(Supplied records Opens)

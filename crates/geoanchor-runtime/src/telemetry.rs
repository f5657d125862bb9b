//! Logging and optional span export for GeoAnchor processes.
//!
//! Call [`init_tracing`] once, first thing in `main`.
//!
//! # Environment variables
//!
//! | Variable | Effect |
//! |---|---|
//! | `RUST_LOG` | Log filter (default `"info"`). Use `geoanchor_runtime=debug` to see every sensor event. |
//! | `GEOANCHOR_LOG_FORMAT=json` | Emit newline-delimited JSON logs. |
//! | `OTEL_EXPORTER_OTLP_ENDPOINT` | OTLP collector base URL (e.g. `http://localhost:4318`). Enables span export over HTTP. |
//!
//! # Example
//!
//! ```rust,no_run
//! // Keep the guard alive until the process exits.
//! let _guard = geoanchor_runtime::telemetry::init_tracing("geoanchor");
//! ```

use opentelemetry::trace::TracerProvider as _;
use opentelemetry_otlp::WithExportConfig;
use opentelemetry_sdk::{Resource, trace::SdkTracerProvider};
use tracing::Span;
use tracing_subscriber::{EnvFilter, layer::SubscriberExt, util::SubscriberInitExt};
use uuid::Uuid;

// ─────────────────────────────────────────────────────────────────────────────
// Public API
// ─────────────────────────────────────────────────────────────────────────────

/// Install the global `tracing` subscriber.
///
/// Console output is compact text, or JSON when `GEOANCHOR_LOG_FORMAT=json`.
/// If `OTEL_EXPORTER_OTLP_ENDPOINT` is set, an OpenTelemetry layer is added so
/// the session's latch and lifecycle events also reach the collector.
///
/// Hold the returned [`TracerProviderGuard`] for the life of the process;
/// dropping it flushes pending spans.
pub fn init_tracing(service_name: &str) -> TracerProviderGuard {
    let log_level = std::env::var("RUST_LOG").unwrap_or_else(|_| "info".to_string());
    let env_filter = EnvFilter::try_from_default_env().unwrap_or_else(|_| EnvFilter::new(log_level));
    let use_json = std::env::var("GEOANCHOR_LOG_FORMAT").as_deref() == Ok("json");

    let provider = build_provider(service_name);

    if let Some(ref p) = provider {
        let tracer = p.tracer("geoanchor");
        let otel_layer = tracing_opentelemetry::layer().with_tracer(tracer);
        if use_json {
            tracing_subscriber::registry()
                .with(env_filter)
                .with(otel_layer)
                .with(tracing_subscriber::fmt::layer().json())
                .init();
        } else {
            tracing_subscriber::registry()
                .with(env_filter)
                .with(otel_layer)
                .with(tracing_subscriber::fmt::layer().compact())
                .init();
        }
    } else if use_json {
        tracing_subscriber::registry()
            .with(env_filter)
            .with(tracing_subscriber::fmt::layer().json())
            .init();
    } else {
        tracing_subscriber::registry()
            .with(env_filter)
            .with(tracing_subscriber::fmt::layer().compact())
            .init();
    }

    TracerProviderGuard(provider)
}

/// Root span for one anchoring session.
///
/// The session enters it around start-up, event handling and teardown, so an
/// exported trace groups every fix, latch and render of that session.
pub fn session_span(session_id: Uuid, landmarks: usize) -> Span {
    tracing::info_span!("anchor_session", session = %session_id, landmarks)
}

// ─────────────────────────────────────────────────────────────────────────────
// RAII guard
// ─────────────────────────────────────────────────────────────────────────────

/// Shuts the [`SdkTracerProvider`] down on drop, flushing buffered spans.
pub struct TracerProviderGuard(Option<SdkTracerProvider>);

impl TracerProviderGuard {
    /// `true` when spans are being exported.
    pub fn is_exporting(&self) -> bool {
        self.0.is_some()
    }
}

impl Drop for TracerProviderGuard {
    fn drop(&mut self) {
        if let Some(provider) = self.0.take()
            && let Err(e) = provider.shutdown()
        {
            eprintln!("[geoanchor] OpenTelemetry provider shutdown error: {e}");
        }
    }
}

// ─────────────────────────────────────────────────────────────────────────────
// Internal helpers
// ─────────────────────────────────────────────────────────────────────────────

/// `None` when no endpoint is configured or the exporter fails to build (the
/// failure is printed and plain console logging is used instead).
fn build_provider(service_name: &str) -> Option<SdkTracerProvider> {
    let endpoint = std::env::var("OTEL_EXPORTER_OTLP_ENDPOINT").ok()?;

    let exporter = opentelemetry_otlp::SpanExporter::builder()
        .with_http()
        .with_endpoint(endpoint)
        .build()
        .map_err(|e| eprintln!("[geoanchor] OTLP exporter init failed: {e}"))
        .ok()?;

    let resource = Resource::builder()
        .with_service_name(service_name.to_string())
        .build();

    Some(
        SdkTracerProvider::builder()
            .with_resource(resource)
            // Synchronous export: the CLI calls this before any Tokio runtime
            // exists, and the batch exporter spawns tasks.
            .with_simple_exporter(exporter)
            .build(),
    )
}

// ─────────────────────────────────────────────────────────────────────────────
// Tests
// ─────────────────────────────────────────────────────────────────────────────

(Supplied records Closes)

What the task asks: Every line of the data above should be copied exactly.

Result of this exercise:
filename crates/geoanchor-runtime/src/telemetry.rs
repository f5657d125862bb9b
//! Logging and optional span export for GeoAnchor processes.
//!
//! Call [`init_tracing`] once, first thing in `main`.
//!
//! # Environment variables
//!
//! | Variable | Effect |
//! |---|---|
//! | `RUST_LOG` | Log filter (default `"info"`). Use `geoanchor_runtime=debug` to see every sensor event. |
//! | `GEOANCHOR_LOG_FORMAT=json` | Emit newline-delimited JSON logs. |
//! | `OTEL_EXPORTER_OTLP_ENDPOINT` | OTLP collector base URL (e.g. `http://localhost:4318`). Enables span export over HTTP. |
//!
//! # Example
//!
//! ```rust,no_run
//! // Keep the guard alive until the process exits.
//! let _guard = geoanchor_runtime::telemetry::init_tracing("geoanchor");
//! ```

use opentelemetry::trace::TracerProvider as _;
use opentelemetry_otlp::WithExportConfig;
use opentelemetry_sdk::{Resource, trace::SdkTracerProvider};
use tracing::Span;
use tracing_subscriber::{EnvFilter, layer::SubscriberExt, util::SubscriberInitExt};
use uuid::Uuid;

// ─────────────────────────────────────────────────────────────────────────────
// Public API
// ─────────────────────────────────────────────────────────────────────────────

/// Install the global `tracing` subscriber.
///
/// Console output is compact text, or JSON when `GEOANCHOR_LOG_FORMAT=json`.
/// If `OTEL_EXPORTER_OTLP_ENDPOINT` is set, an OpenTelemetry layer is added so
/// the session's latch and lifecycle events also reach the collector.
///
/// Hold the returned [`TracerProviderGuard`] for the life of the process;
/// dropping it flushes pending spans.
pub fn init_tracing(service_name: &str) -> TracerProviderGuard {
    let log_level = std::env::var("RUST_LOG").unwrap_or_else(|_| "info".to_string());
    let env_filter = EnvFilter::try_from_default_env().unwrap_or_else(|_| EnvFilter::new(log_level));
    let use_json = std::env::var("GEOANCHOR_LOG_FORMAT").as_deref() == Ok("json");

    let provider = build_provider(service_name);

    if let Some(ref p) = provider {
        let tracer = p.tracer("geoanchor");
        let otel_layer = tracing_opentelemetry::layer().with_tracer(tracer);
        if use_json {
            tracing_subscriber::registry()
                .with(env_filter)
                .with(otel_layer)
                .with(tracing_subscriber::fmt::layer().json())
                .init();
        } else {
            tracing_subscriber::registry()
                .with(env_filter)
                .with(otel_layer)
                .with(tracing_subscriber::fmt::layer().compact())
                .init();
        }
    } else if use_json {
        tracing_subscriber::registry()
            .with(env_filter)
            .with(tracing_subscriber::fmt::layer().json())
            .init();
    } else {
        tracing_subscriber::registry()
            .with(env_filter)
            .with(tracing_subscriber::fmt::layer().compact())
            .init();
    }

    TracerProviderGuard(provider)
}

/// Root span for one anchoring session.
///
/// The session enters it around start-up, event handling and teardown, so an
/// exported trace groups every fix, latch and render of that session.
pub fn session_span(session_id: Uuid, landmarks: usize) -> Span {
    tracing::info_span!("anchor_session", session = %session_id, landmarks)
}

// ─────────────────────────────────────────────────────────────────────────────
// RAII guard
// ─────────────────────────────────────────────────────────────────────────────

/// Shuts the [`SdkTracerProvider`] down on drop, flushing buffered spans.
pub struct TracerProviderGuard(Option<SdkTracerProvider>);

impl TracerProviderGuard {
    /// `true` when spans are being exported.
    pub fn is_exporting(&self) -> bool {
        self.0.is_some()
    }
}

impl Drop for TracerProviderGuard {
    fn drop(&mut self) {
        if let Some(provider) = self.0.take()
            && let Err(e) = provider.shutdown()
        {
            eprintln!("[geoanchor] OpenTelemetry provider shutdown error: {e}");
        }
    }
}

// ─────────────────────────────────────────────────────────────────────────────
// Internal helpers
// ─────────────────────────────────────────────────────────────────────────────

/// `None` when no endpoint is configured or the exporter fails to build (the
/// failure is printed and plain console logging is used instead).
fn build_provider(service_name: &str) -> Option<SdkTracerProvider> {
    let endpoint = std::env::var("OTEL_EXPORTER_OTLP_ENDPOINT").ok()?;

    let exporter = opentelemetry_otlp::SpanExporter::builder()
        .with_http()
        .with_endpoint(endpoint)
        .build()
        .map_err(|e| eprintln!("[geoanchor] OTLP exporter init failed: {e}"))
        .ok()?;

    let resource = Resource::builder()
        .with_service_name(service_name.to_string())
        .build();

    Some(
        SdkTracerProvider::builder()
            .with_resource(resource)
            // Synchronous export: the CLI calls this before any Tokio runtime
            // exists, and the batch exporter spawns tasks.
            .with_simple_exporter(exporter)
            .build(),
    )
}

// ─────────────────────────────────────────────────────────────────────────────
// Tests
// ─────────────────────────────────────────────────────────────────────────────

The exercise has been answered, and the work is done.